## Exercise aim
In the records below, some lines contain the word "directories". Copy each of them.

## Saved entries
□ □ □ □
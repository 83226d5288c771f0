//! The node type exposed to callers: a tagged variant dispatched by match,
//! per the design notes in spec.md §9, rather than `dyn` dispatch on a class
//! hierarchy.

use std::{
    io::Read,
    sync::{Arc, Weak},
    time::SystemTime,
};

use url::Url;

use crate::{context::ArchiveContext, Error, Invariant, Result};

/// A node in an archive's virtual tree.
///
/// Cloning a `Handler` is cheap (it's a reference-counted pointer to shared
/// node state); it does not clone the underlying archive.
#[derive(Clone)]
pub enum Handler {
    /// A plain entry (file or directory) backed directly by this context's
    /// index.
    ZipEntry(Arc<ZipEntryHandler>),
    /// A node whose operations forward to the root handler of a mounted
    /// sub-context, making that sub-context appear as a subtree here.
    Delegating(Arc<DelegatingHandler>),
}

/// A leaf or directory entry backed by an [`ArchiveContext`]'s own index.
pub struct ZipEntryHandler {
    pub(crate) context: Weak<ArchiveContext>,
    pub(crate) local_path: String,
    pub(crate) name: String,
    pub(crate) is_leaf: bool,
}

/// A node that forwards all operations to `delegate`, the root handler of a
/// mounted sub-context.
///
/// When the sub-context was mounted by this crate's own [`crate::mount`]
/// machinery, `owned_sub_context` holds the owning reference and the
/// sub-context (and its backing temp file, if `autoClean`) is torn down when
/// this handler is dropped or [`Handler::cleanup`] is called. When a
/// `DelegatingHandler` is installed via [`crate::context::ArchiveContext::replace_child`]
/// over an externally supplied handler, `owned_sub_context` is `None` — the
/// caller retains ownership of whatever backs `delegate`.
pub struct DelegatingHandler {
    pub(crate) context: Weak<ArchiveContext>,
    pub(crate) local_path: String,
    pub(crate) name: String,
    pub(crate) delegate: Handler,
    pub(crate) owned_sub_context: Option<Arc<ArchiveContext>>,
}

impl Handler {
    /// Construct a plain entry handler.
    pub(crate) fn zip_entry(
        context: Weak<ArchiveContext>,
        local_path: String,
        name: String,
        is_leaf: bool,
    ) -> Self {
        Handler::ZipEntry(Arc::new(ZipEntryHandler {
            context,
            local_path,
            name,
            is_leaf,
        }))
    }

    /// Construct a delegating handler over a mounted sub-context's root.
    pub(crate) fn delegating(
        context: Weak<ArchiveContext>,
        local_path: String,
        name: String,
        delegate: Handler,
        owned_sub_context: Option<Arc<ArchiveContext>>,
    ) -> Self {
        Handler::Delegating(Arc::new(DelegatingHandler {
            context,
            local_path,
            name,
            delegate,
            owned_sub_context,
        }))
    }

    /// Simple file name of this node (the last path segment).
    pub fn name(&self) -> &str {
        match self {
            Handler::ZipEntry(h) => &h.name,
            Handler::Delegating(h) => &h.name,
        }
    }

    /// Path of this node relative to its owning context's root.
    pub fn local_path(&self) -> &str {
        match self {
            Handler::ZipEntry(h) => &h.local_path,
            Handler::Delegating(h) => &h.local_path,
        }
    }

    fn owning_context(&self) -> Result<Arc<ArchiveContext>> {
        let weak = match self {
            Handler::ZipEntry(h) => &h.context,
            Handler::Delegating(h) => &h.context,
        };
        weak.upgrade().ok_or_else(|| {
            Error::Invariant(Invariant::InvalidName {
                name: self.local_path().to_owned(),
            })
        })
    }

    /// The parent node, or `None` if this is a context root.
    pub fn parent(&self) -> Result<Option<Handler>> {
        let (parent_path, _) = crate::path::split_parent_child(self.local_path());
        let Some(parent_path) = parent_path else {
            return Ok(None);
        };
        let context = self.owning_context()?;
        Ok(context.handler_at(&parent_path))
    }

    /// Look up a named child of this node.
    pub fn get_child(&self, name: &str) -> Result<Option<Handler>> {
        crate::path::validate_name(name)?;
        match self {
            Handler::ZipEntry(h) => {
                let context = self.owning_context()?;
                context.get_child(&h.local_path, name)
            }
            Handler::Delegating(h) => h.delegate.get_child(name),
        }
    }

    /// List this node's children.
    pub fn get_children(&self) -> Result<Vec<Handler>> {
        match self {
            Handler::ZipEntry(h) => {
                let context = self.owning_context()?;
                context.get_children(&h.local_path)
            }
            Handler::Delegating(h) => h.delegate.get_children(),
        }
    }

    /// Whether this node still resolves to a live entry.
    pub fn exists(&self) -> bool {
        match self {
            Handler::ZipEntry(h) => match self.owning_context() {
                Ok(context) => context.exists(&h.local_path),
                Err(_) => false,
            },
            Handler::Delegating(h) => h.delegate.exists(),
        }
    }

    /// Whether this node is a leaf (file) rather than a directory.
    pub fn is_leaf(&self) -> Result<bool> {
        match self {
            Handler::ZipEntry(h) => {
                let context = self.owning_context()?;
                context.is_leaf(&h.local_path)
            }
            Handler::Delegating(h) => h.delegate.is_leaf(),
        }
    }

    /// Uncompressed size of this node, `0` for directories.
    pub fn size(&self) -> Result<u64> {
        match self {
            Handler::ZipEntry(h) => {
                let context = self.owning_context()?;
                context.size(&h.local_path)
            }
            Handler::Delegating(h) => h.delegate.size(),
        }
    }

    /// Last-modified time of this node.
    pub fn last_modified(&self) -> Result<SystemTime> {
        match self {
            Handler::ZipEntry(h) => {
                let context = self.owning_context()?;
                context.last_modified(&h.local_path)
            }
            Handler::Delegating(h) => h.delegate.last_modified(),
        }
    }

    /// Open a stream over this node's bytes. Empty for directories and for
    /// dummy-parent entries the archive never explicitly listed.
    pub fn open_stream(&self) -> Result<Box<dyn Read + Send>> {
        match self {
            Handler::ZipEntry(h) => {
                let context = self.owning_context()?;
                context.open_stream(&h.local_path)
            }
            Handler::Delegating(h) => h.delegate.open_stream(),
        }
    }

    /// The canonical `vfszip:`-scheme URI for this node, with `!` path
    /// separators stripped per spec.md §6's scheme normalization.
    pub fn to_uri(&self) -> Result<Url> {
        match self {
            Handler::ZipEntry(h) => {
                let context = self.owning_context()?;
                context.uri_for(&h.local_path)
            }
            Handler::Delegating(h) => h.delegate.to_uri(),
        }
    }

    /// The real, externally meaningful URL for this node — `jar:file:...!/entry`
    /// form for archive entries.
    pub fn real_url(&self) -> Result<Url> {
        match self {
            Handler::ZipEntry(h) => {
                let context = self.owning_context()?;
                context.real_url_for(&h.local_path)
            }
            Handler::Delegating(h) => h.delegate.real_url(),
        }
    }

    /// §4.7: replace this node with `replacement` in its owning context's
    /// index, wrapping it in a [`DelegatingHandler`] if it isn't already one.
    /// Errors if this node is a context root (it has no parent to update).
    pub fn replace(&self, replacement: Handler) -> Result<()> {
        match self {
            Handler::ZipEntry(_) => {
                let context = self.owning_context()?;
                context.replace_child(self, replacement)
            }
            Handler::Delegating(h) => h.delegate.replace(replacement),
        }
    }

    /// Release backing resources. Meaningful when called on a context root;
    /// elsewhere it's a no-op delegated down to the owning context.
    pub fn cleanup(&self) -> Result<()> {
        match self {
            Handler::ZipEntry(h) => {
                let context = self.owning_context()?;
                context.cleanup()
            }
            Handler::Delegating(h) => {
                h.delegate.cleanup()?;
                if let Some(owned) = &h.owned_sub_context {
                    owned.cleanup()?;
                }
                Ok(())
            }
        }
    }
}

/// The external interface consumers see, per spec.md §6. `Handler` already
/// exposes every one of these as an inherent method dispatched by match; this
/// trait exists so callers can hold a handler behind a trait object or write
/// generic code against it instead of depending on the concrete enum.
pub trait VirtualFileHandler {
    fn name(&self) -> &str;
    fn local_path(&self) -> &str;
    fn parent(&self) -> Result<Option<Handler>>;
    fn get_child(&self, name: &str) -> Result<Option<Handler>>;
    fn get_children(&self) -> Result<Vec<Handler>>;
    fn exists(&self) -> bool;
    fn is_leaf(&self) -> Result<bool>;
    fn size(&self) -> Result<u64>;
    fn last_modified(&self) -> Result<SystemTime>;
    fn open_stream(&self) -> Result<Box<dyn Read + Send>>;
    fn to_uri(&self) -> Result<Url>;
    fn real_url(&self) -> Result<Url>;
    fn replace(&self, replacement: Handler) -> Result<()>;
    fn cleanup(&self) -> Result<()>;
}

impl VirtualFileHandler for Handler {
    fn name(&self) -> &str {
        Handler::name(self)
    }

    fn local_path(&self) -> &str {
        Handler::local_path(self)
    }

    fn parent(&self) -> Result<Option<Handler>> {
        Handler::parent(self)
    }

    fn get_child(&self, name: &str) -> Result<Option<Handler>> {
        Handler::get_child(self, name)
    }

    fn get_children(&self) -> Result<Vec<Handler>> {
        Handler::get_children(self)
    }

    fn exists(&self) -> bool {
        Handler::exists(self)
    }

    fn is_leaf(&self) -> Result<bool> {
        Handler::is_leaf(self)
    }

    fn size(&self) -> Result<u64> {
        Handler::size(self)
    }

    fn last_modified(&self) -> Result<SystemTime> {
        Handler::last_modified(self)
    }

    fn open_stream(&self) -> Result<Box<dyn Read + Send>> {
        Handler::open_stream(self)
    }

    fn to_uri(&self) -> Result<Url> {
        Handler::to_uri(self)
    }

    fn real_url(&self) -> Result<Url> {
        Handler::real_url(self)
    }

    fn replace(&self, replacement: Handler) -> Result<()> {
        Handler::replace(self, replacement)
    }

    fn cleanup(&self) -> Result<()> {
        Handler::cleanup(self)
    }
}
□ □ □ □
## Response area
    /// Uncompressed size of this node, `0` for directories.
    /// Open a stream over this node's bytes. Empty for directories and for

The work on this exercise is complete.